Do not come is here saying shit. I’ve had HVMs give me money and they were HVMs.
It’s weird that’s it’s creeping to pick meisha territory.
Do your research.
[–]imanewwoman0 points1 point2 points 3 years ago* (0 children) | Copy Link
Are American men so cheap that women feel like a man who pampers them are special? Come on. In my experience from dating men from several countries, they find it extremely easy to spend on women - actually, SPLURGING - unless they are extremely stingy!
This mean absolutely nothing if the respect and emotional support isn’t there. Even if the man hasn’t got much money and worked hard to earn it, it might mean nothing at all.

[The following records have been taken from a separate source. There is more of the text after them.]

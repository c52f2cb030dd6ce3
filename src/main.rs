// greenlink binary
// Runs the controller's polling loop against simulated hardware: pumps the
// arbiter once a second and schedules the periodic API exchanges.

use clap::Parser;
use std::path::PathBuf;
use std::time::Duration;
use tracing::{error, info, warn};
use tracing_subscriber::EnvFilter;

use greenlink::api::{ApiClient, EnvironmentReading};
use greenlink::config::ControllerConfig;
use greenlink::session::SessionState;
use greenlink::sim::{SimHttpDriver, SimModem, SimProfile, SimStation};
use greenlink::transport::{
    CellularTransport, NetworkArbiter, Transport, TransportPreference, WifiTransport,
};

#[derive(Parser, Debug)]
#[command(
    name = "greenlink",
    about = "Greenhouse controller connectivity loop (simulated hardware)"
)]
struct Args {
    /// TOML config file; built-in simulation defaults apply when omitted.
    #[arg(short, long)]
    config: Option<PathBuf>,

    /// Override the configured transport preference.
    #[arg(long, value_enum)]
    prefer: Option<PreferenceArg>,

    /// Hardware simulation profile: reliable | flaky.
    #[arg(long, default_value = "reliable")]
    profile: String,
}

#[derive(clap::ValueEnum, Clone, Copy, Debug)]
enum PreferenceArg {
    WifiOnly,
    CellularOnly,
    WifiPreferred,
    CellularPreferred,
}

impl From<PreferenceArg> for TransportPreference {
    fn from(arg: PreferenceArg) -> Self {
        match arg {
            PreferenceArg::WifiOnly => Self::WifiOnly,
            PreferenceArg::CellularOnly => Self::CellularOnly,
            PreferenceArg::WifiPreferred => Self::WifiPreferred,
            PreferenceArg::CellularPreferred => Self::CellularPreferred,
        }
    }
}

/// Defaults good enough to run against the simulator without a config file.
fn sim_defaults() -> ControllerConfig {
    let mut config = ControllerConfig::default();
    config.wifi.ssid = "greenhouse".to_string();
    config.wifi.password = "changeme".to_string();
    config.wifi.attempt_timeout_ms = 2_000;
    config.cellular.apn = "sim.apn".to_string();
    config
}

fn sample_reading(greenhouse_id: u32) -> EnvironmentReading {
    use rand::Rng;
    let mut rng = rand::thread_rng();
    EnvironmentReading {
        greenhouse_id,
        taken_at: chrono::Utc::now(),
        temperature_c: rng.gen_range(18.0..32.0),
        humidity_pct: rng.gen_range(40.0..90.0),
        light_lux: rng.gen_range(0.0..12_000.0),
    }
}

#[tokio::main]
async fn main() {
    tracing_subscriber::fmt()
        .with_env_filter(
            EnvFilter::try_from_default_env().unwrap_or_else(|_| EnvFilter::new("info")),
        )
        .init();

    let args = Args::parse();

    let mut config = match &args.config {
        Some(path) => match ControllerConfig::load(path) {
            Ok(config) => config,
            Err(err) => {
                error!(%err, "could not load config");
                std::process::exit(1);
            }
        },
        None => sim_defaults(),
    };
    if let Some(prefer) = args.prefer {
        config.preference = prefer.into();
    }

    let session = SessionState::shared();
    let profile = SimProfile::from_str_lossy(&args.profile);

    let wifi = WifiTransport::new(
        SimStation::new(0),
        SimHttpDriver::new(profile.connect_fail_prob),
        config.wifi.clone(),
        config.http.clone(),
        &config.auth_token,
    );
    let cellular = CellularTransport::new(
        SimModem::new(profile),
        config.cellular.clone(),
        config.http.clone(),
        &config.auth_token,
    )
    .with_session(session.clone());

    let mut net = NetworkArbiter::new(config.preference, Some(wifi), Some(cellular))
        .with_session(session.clone());
    let api = ApiClient::new(&config.api_base_url, config.greenhouse_id);

    info!(greenhouse = config.greenhouse_id, "starting controller loop");
    if !net.connect().await {
        warn!("initial connect failed; the loop will keep retrying");
    }

    let mut ticker = tokio::time::interval(Duration::from_secs(1));
    let mut tick: u64 = 0;

    loop {
        tokio::select! {
            _ = tokio::signal::ctrl_c() => {
                info!("shutting down");
                break;
            }
            _ = ticker.tick() => {}
        }

        net.poll().await;
        tick += 1;

        // Busy rejections here are routine: one exchange at a time.
        if tick % 30 == 0 {
            if let Some(request) = api.post_readings(&[sample_reading(config.greenhouse_id)]) {
                if !net.start_request(request).await {
                    warn!("readings post not started");
                }
            }
        }
        if tick % 45 == 0 && !net.start_request(api.fetch_commands(session.clone())).await {
            warn!("commands fetch not started");
        }
        if tick % 300 == 0 {
            let request = api.fetch_time(|when| info!(%when, "rtc sync"));
            if !net.start_request(request).await {
                warn!("time fetch not started");
            }
        }

        if tick % 10 == 0 {
            info!(status = %net.status_string(), "link status");
        }
    }

    net.disconnect().await;
}
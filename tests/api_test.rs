// Remote API Layer Tests
// Request construction and decoding callbacks for the controller's exchanges

use chrono::{TimeZone, Utc};
use serde_json::json;
use std::sync::{Arc, Mutex};

use greenlink::api::{ApiClient, EnvironmentReading};
use greenlink::session::SessionState;
use greenlink::transport::HttpMethod;

fn client() -> ApiClient {
    ApiClient::new("http://api.example.com/", 3)
}

fn reading() -> EnvironmentReading {
    EnvironmentReading {
        greenhouse_id: 3,
        taken_at: Utc.timestamp_opt(1_700_000_000, 0).single().unwrap(),
        temperature_c: 24.5,
        humidity_pct: 61.0,
        light_lux: 5400.0,
    }
}

// ============================================================================
// READINGS POST
// ============================================================================

#[test]
fn test_post_readings_shape() {
    let request = client().post_readings(&[reading()]).expect("serializable");
    assert_eq!(request.method, HttpMethod::Post);
    assert_eq!(request.url, "http://api.example.com/api/readings");
    assert_eq!(request.label, "READINGS_POST");
    assert!(request.needs_auth);

    let payload: serde_json::Value =
        serde_json::from_str(request.payload.as_deref().expect("payload")).unwrap();
    assert_eq!(payload.as_array().unwrap().len(), 1);
    assert_eq!(payload[0]["greenhouse_id"], 3);
    assert_eq!(payload[0]["temperature_c"], 24.5);
}

#[test]
fn test_post_readings_callback_honours_ok_flag() {
    let mut request = client().post_readings(&[reading()]).unwrap();
    let cb = request.callback.as_mut().expect("callback");
    assert!(cb(&json!({"ok": true})));
    assert!(cb(&json!({})));
    assert!(!cb(&json!({"ok": false})));
}

// ============================================================================
// HEARTBEAT
// ============================================================================

#[test]
fn test_heartbeat_carries_status_line() {
    let request = client()
        .post_heartbeat("Cellular: Connected (sig 17)", 17)
        .expect("serializable");
    assert_eq!(request.url, "http://api.example.com/api/heartbeat");
    let payload = request.payload.expect("payload");
    assert!(payload.contains("Cellular: Connected"));
    assert!(payload.contains("17"));
}

// ============================================================================
// COMMANDS FETCH
// ============================================================================

#[test]
fn test_fetch_commands_applies_overrides_to_session() {
    let session = SessionState::shared();
    let mut request = client().fetch_commands(session.clone());
    assert_eq!(
        request.url,
        "http://api.example.com/api/greenhouses/3/commands"
    );

    let cb = request.callback.as_mut().expect("callback");
    assert!(cb(&json!({
        "exhaust_on": true,
        "dehumidifier_on": false,
        "blower_on": true,
    })));

    let state = session.lock().unwrap();
    assert!(state.exhaust_target);
    assert!(!state.dehumidifier_target);
    assert!(state.blower_target);
    assert!(state.overrides_changed());
}

#[test]
fn test_fetch_commands_missing_fields_default_off() {
    let session = SessionState::shared();
    let mut request = client().fetch_commands(session.clone());
    let cb = request.callback.as_mut().expect("callback");
    assert!(cb(&json!({})));
    assert!(!session.lock().unwrap().exhaust_target);
}

#[test]
fn test_fetch_commands_rejects_malformed_payload() {
    let session = SessionState::shared();
    let mut request = client().fetch_commands(session);
    let cb = request.callback.as_mut().expect("callback");
    assert!(!cb(&json!("not an object")));
}

// ============================================================================
// TIME FETCH
// ============================================================================

#[test]
fn test_fetch_time_decodes_epoch() {
    let seen = Arc::new(Mutex::new(None));
    let seen_in_cb = seen.clone();
    let mut request = client().fetch_time(move |when| {
        *seen_in_cb.lock().unwrap() = Some(when);
    });
    assert!(!request.needs_auth);

    let cb = request.callback.as_mut().expect("callback");
    assert!(cb(&json!({"epoch": 1_700_000_000})));

    let when = seen.lock().unwrap().expect("handler ran");
    assert_eq!(when.timestamp(), 1_700_000_000);
}

#[test]
fn test_fetch_time_rejects_missing_epoch() {
    let mut request = client().fetch_time(|_| {});
    let cb = request.callback.as_mut().expect("callback");
    assert!(!cb(&json!({"time": "noon"})));
}

// ============================================================================
// URL HANDLING
// ============================================================================

#[test]
fn test_base_url_trailing_slash_is_normalised() {
    let with_slash = ApiClient::new("http://api.example.com/", 1);
    let without = ApiClient::new("http://api.example.com", 1);
    let a = with_slash.post_heartbeat("x", 0).unwrap();
    let b = without.post_heartbeat("x", 0).unwrap();
    assert_eq!(a.url, b.url);
}
// Shared Session State
// Observability mirror the transports copy into and the rest of the system
// reads. Field values are copies, never references to FSM internals.

use chrono::{DateTime, Utc};
use serde::Serialize;
use std::sync::{Arc, Mutex};

use crate::transport::LinkState;

/// Handle shared between the transports and the application. Pump calls may
/// originate from any tokio worker, so the mirror sits behind a mutex.
pub type SharedSession = Arc<Mutex<SessionState>>;

/// Signal quality value meaning "not known / not detectable" (CSQ 99).
pub const SIGNAL_UNKNOWN: i16 = 99;

/// Aggregated device-facing status. Written by the cellular transport every
/// pump cycle; the fail-safe flag is owned by the wider system and only read
/// here.
#[derive(Debug, Clone, Serialize)]
pub struct SessionState {
    // --- Cellular link mirror ---
    pub link_state: LinkState,
    pub last_link_transition: Option<DateTime<Utc>>,
    pub modem_resets: u8,
    pub attach_failures: u8,
    pub reconnect_attempts: u8,
    pub cellular_connected: bool,
    /// CSQ as reported by the modem; 0-31 valid, 99 unknown.
    pub signal_quality: i16,

    // --- Operational flags ---
    /// Set by the application after prolonged network unavailability. The
    /// connectivity core exposes it but never acts on it.
    pub fail_safe_mode: bool,

    // --- Web manual-override relay targets (from the remote API) ---
    pub exhaust_target: bool,
    pub dehumidifier_target: bool,
    pub blower_target: bool,

    // --- Previous targets, kept to detect override changes ---
    pub last_exhaust_target: bool,
    pub last_dehumidifier_target: bool,
    pub last_blower_target: bool,
}

impl Default for SessionState {
    fn default() -> Self {
        Self {
            link_state: LinkState::default(),
            last_link_transition: None,
            modem_resets: 0,
            attach_failures: 0,
            reconnect_attempts: 0,
            cellular_connected: false,
            signal_quality: SIGNAL_UNKNOWN,
            fail_safe_mode: false,
            exhaust_target: false,
            dehumidifier_target: false,
            blower_target: false,
            last_exhaust_target: false,
            last_dehumidifier_target: false,
            last_blower_target: false,
        }
    }
}

impl SessionState {
    pub fn new() -> Self {
        Self::default()
    }

    /// Build a fresh shared handle.
    pub fn shared() -> SharedSession {
        Arc::new(Mutex::new(Self::default()))
    }

    /// Record relay targets commanded by the remote API, shifting the
    /// current values into the `last_*` shadows first.
    pub fn apply_overrides(&mut self, exhaust: bool, dehumidifier: bool, blower: bool) {
        self.last_exhaust_target = self.exhaust_target;
        self.last_dehumidifier_target = self.dehumidifier_target;
        self.last_blower_target = self.blower_target;
        self.exhaust_target = exhaust;
        self.dehumidifier_target = dehumidifier;
        self.blower_target = blower;
    }

    /// True when any override target changed in the last `apply_overrides`.
    pub fn overrides_changed(&self) -> bool {
        self.exhaust_target != self.last_exhaust_target
            || self.dehumidifier_target != self.last_dehumidifier_target
            || self.blower_target != self.last_blower_target
    }
}
// greenlink - greenhouse controller connectivity core
// Dual-path (WiFi/cellular) networking with an asynchronous HTTP transaction
// engine, built to survive flaky radios and a seldom-reliable modem

pub mod api;
pub mod config;
pub mod platform;
pub mod session;
pub mod sim;
pub mod transport;
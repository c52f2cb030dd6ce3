// Transport Arbiter
// Selects which link is primary given a preference policy and the live
// connectivity of each, and routes all traffic through it. Implements the
// Transport trait itself, so the rest of the system can swap it in anywhere
// a single link would go.

use serde::{Deserialize, Serialize};
use tracing::{debug, warn};

use crate::session::SharedSession;
use crate::transport::{HttpRequest, Transport, TransportKind};

// ============================================================================
// PREFERENCE POLICY
// ============================================================================

/// Which link the arbiter should favour.
#[derive(Debug, Clone, Copy, PartialEq, Eq, Serialize, Deserialize)]
#[serde(rename_all = "snake_case")]
pub enum TransportPreference {
    WifiOnly,
    CellularOnly,
    /// WiFi when available, cellular as failover.
    WifiPreferred,
    /// Cellular when available, WiFi as failover.
    CellularPreferred,
}

impl Default for TransportPreference {
    fn default() -> Self {
        Self::WifiPreferred
    }
}

impl TransportPreference {
    /// Whether the policy permits falling over to the other link.
    pub fn allows_fallback(&self) -> bool {
        matches!(self, Self::WifiPreferred | Self::CellularPreferred)
    }
}

/// Non-owning designation of whichever transport is currently primary.
#[derive(Debug, Clone, Copy, PartialEq, Eq)]
pub enum ActiveLink {
    Wifi,
    Cellular,
}

// ============================================================================
// ARBITER
// ============================================================================

pub struct NetworkArbiter<W: Transport, C: Transport> {
    preference: TransportPreference,
    wifi: Option<W>,
    cellular: Option<C>,
    active: Option<ActiveLink>,
    session: Option<SharedSession>,
}

impl<W: Transport, C: Transport> NetworkArbiter<W, C> {
    pub fn new(preference: TransportPreference, wifi: Option<W>, cellular: Option<C>) -> Self {
        let mut arbiter = Self {
            preference,
            wifi,
            cellular,
            active: None,
            session: None,
        };
        arbiter.determine_active();
        arbiter
    }

    pub fn with_session(mut self, session: SharedSession) -> Self {
        self.session = Some(session);
        self
    }

    pub fn preference(&self) -> TransportPreference {
        self.preference
    }

    /// Change the policy and immediately re-evaluate the active link.
    pub fn set_preference(&mut self, preference: TransportPreference) {
        debug!(?preference, "preference changed");
        self.preference = preference;
        self.determine_active();
    }

    pub fn active_link(&self) -> Option<ActiveLink> {
        self.active
    }

    pub fn wifi(&self) -> Option<&W> {
        self.wifi.as_ref()
    }

    pub fn wifi_mut(&mut self) -> Option<&mut W> {
        self.wifi.as_mut()
    }

    pub fn cellular(&self) -> Option<&C> {
        self.cellular.as_ref()
    }

    pub fn cellular_mut(&mut self) -> Option<&mut C> {
        self.cellular.as_mut()
    }

    /// Fail-safe flag owned by the wider system. `false` when no session
    /// state was attached.
    pub fn is_safe_mode_active(&self) -> bool {
        match &self.session {
            Some(session) => session.lock().map(|s| s.fail_safe_mode).unwrap_or(false),
            None => false,
        }
    }

    /// Re-run the selection table. Called at construction, on preference
    /// change, and after every connect/disconnect/switch.
    pub fn determine_active(&mut self) {
        let wifi_connected = self.wifi.as_ref().map(|w| w.is_connected()).unwrap_or(false);
        let cellular_connected = self
            .cellular
            .as_ref()
            .map(|c| c.is_connected())
            .unwrap_or(false);

        self.active = match self.preference {
            TransportPreference::WifiOnly => self.wifi.is_some().then_some(ActiveLink::Wifi),
            TransportPreference::CellularOnly => {
                self.cellular.is_some().then_some(ActiveLink::Cellular)
            }
            TransportPreference::WifiPreferred => {
                if self.wifi.is_some() && wifi_connected {
                    Some(ActiveLink::Wifi)
                } else if self.cellular.is_some() && cellular_connected {
                    Some(ActiveLink::Cellular)
                } else if self.wifi.is_some() {
                    // Nothing connected: default to attempting the preferred.
                    Some(ActiveLink::Wifi)
                } else if self.cellular.is_some() {
                    Some(ActiveLink::Cellular)
                } else {
                    None
                }
            }
            TransportPreference::CellularPreferred => {
                if self.cellular.is_some() && cellular_connected {
                    Some(ActiveLink::Cellular)
                } else if self.wifi.is_some() && wifi_connected {
                    Some(ActiveLink::Wifi)
                } else if self.cellular.is_some() {
                    Some(ActiveLink::Cellular)
                } else if self.wifi.is_some() {
                    Some(ActiveLink::Wifi)
                } else {
                    None
                }
            }
        };

        debug!(
            wifi_connected,
            cellular_connected,
            active = ?self.active,
            "active link determined"
        );
    }

    /// Explicit override: bring up WiFi and, only once it is connected,
    /// drop cellular, so there is no window with zero connectivity. A failed
    /// attempt leaves the existing link untouched.
    pub async fn switch_to_wifi(&mut self) -> bool {
        let Some(wifi) = self.wifi.as_mut() else {
            warn!("wifi transport not available for switching");
            return false;
        };

        if wifi.connect().await {
            if let Some(cellular) = self.cellular.as_mut() {
                if cellular.is_connected() {
                    debug!("disconnecting cellular after wifi switch");
                    cellular.disconnect().await;
                }
            }
            self.determine_active();
            true
        } else {
            debug!("wifi switch failed; keeping the current link");
            self.determine_active();
            false
        }
    }

    /// Explicit override, mirror image of `switch_to_wifi`.
    pub async fn switch_to_cellular(&mut self) -> bool {
        let Some(cellular) = self.cellular.as_mut() else {
            warn!("cellular transport not available for switching");
            return false;
        };

        if cellular.connect().await {
            if let Some(wifi) = self.wifi.as_mut() {
                if wifi.is_connected() {
                    debug!("disconnecting wifi after cellular switch");
                    wifi.disconnect().await;
                }
            }
            self.determine_active();
            true
        } else {
            debug!("cellular switch failed; keeping the current link");
            self.determine_active();
            false
        }
    }
}

// ============================================================================
// TRANSPORT IMPL
// ============================================================================

impl<W: Transport, C: Transport> Transport for NetworkArbiter<W, C> {
    async fn connect(&mut self) -> bool {
        let success = match self.preference {
            TransportPreference::WifiOnly => match self.wifi.as_mut() {
                Some(wifi) => wifi.connect().await,
                None => false,
            },
            TransportPreference::CellularOnly => match self.cellular.as_mut() {
                Some(cellular) => cellular.connect().await,
                None => false,
            },
            TransportPreference::WifiPreferred => {
                let wifi_ok = match self.wifi.as_mut() {
                    Some(wifi) => wifi.connect().await,
                    None => false,
                };
                if wifi_ok {
                    true
                } else if self.cellular.is_some() {
                    debug!("wifi failed or unavailable; trying cellular");
                    // Two radios fighting over power is worse than one gap.
                    if let Some(wifi) = self.wifi.as_mut() {
                        if wifi.is_connected() {
                            wifi.disconnect().await;
                        }
                    }
                    match self.cellular.as_mut() {
                        Some(cellular) => cellular.connect().await,
                        None => false,
                    }
                } else {
                    false
                }
            }
            TransportPreference::CellularPreferred => {
                let cellular_ok = match self.cellular.as_mut() {
                    Some(cellular) => cellular.connect().await,
                    None => false,
                };
                if cellular_ok {
                    true
                } else if self.wifi.is_some() {
                    debug!("cellular failed or unavailable; trying wifi");
                    if let Some(cellular) = self.cellular.as_mut() {
                        if cellular.is_connected() {
                            cellular.disconnect().await;
                        }
                    }
                    match self.wifi.as_mut() {
                        Some(wifi) => wifi.connect().await,
                        None => false,
                    }
                } else {
                    false
                }
            }
        };

        self.determine_active();
        success
    }

    async fn disconnect(&mut self) {
        if let Some(wifi) = self.wifi.as_mut() {
            if wifi.is_connected() {
                wifi.disconnect().await;
            }
        }
        if let Some(cellular) = self.cellular.as_mut() {
            if cellular.is_connected() {
                cellular.disconnect().await;
            }
        }
        self.active = None;
    }

    fn is_connected(&self) -> bool {
        match self.active {
            Some(ActiveLink::Wifi) => {
                self.wifi.as_ref().map(|w| w.is_connected()).unwrap_or(false)
            }
            Some(ActiveLink::Cellular) => self
                .cellular
                .as_ref()
                .map(|c| c.is_connected())
                .unwrap_or(false),
            None => {
                // Selection may be stale; answer from the links themselves.
                self.wifi.as_ref().map(|w| w.is_connected()).unwrap_or(false)
                    || self
                        .cellular
                        .as_ref()
                        .map(|c| c.is_connected())
                        .unwrap_or(false)
            }
        }
    }

    async fn start_request(&mut self, request: HttpRequest) -> bool {
        if !self.is_connected() {
            debug!(label = %request.label, "not connected; connecting before request");
            if !self.connect().await {
                warn!(label = %request.label, "connect failed; request dropped");
                return false;
            }
        }

        match self.active {
            Some(ActiveLink::Wifi) => match self.wifi.as_mut() {
                Some(wifi) if wifi.is_connected() => wifi.start_request(request).await,
                _ => {
                    warn!(label = %request.label, "active wifi link is not connected");
                    false
                }
            },
            Some(ActiveLink::Cellular) => match self.cellular.as_mut() {
                Some(cellular) if cellular.is_connected() => cellular.start_request(request).await,
                _ => {
                    warn!(label = %request.label, "active cellular link is not connected");
                    false
                }
            },
            None => {
                warn!(label = %request.label, "no active link for request");
                false
            }
        }
    }

    async fn poll(&mut self) {
        // Both links are pumped: cellular bring-up has to progress even
        // while WiFi carries the traffic.
        if let Some(wifi) = self.wifi.as_mut() {
            wifi.poll().await;
        }
        if let Some(cellular) = self.cellular.as_mut() {
            cellular.poll().await;
        }
    }

    fn set_auth_token(&mut self, token: &str) {
        if let Some(wifi) = self.wifi.as_mut() {
            wifi.set_auth_token(token);
        }
        if let Some(cellular) = self.cellular.as_mut() {
            cellular.set_auth_token(token);
        }
    }

    fn status_string(&self) -> String {
        match self.active {
            Some(ActiveLink::Wifi) => {
                if let Some(wifi) = self.wifi.as_ref() {
                    return format!("Arbiter (Active: {})", wifi.status_string());
                }
            }
            Some(ActiveLink::Cellular) => {
                if let Some(cellular) = self.cellular.as_ref() {
                    return format!("Arbiter (Active: {})", cellular.status_string());
                }
            }
            None => {}
        }

        let preference = match self.preference {
            TransportPreference::WifiOnly => "WiFi Only",
            TransportPreference::CellularOnly => "Cellular Only",
            TransportPreference::WifiPreferred => "WiFi Preferred",
            TransportPreference::CellularPreferred => "Cellular Preferred",
        };
        format!(
            "Arbiter (Disconnected. Pref: {}. WiFi avail: {}, Cellular avail: {})",
            preference,
            self.wifi.is_some(),
            self.cellular.is_some()
        )
    }

    fn kind(&self) -> TransportKind {
        match self.active {
            Some(ActiveLink::Wifi) => TransportKind::Wifi,
            Some(ActiveLink::Cellular) => TransportKind::Cellular,
            None => match self.preference {
                TransportPreference::CellularOnly | TransportPreference::CellularPreferred => {
                    TransportKind::Cellular
                }
                _ => TransportKind::Wifi,
            },
        }
    }
}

I expect being treated with gifts and nice dates as one of the minimum requirements for a man to show interest in me. I’ve seen so many times that non-rich, shitty partners can give great gifts such as taking you out shopping, pay for all dates, buy you plane tickets, jewerly, etc and genuinely enjoy doing it. It can mean something, and it can mean nothing as well - doesn’t even matter how much he earns.
Have you ever spent dumb amounts of money in whatever crossed your mind even in you didn’t actually need it - like eating out, clothes, shoes. Yeah, that easy is for men to spend money on you as well.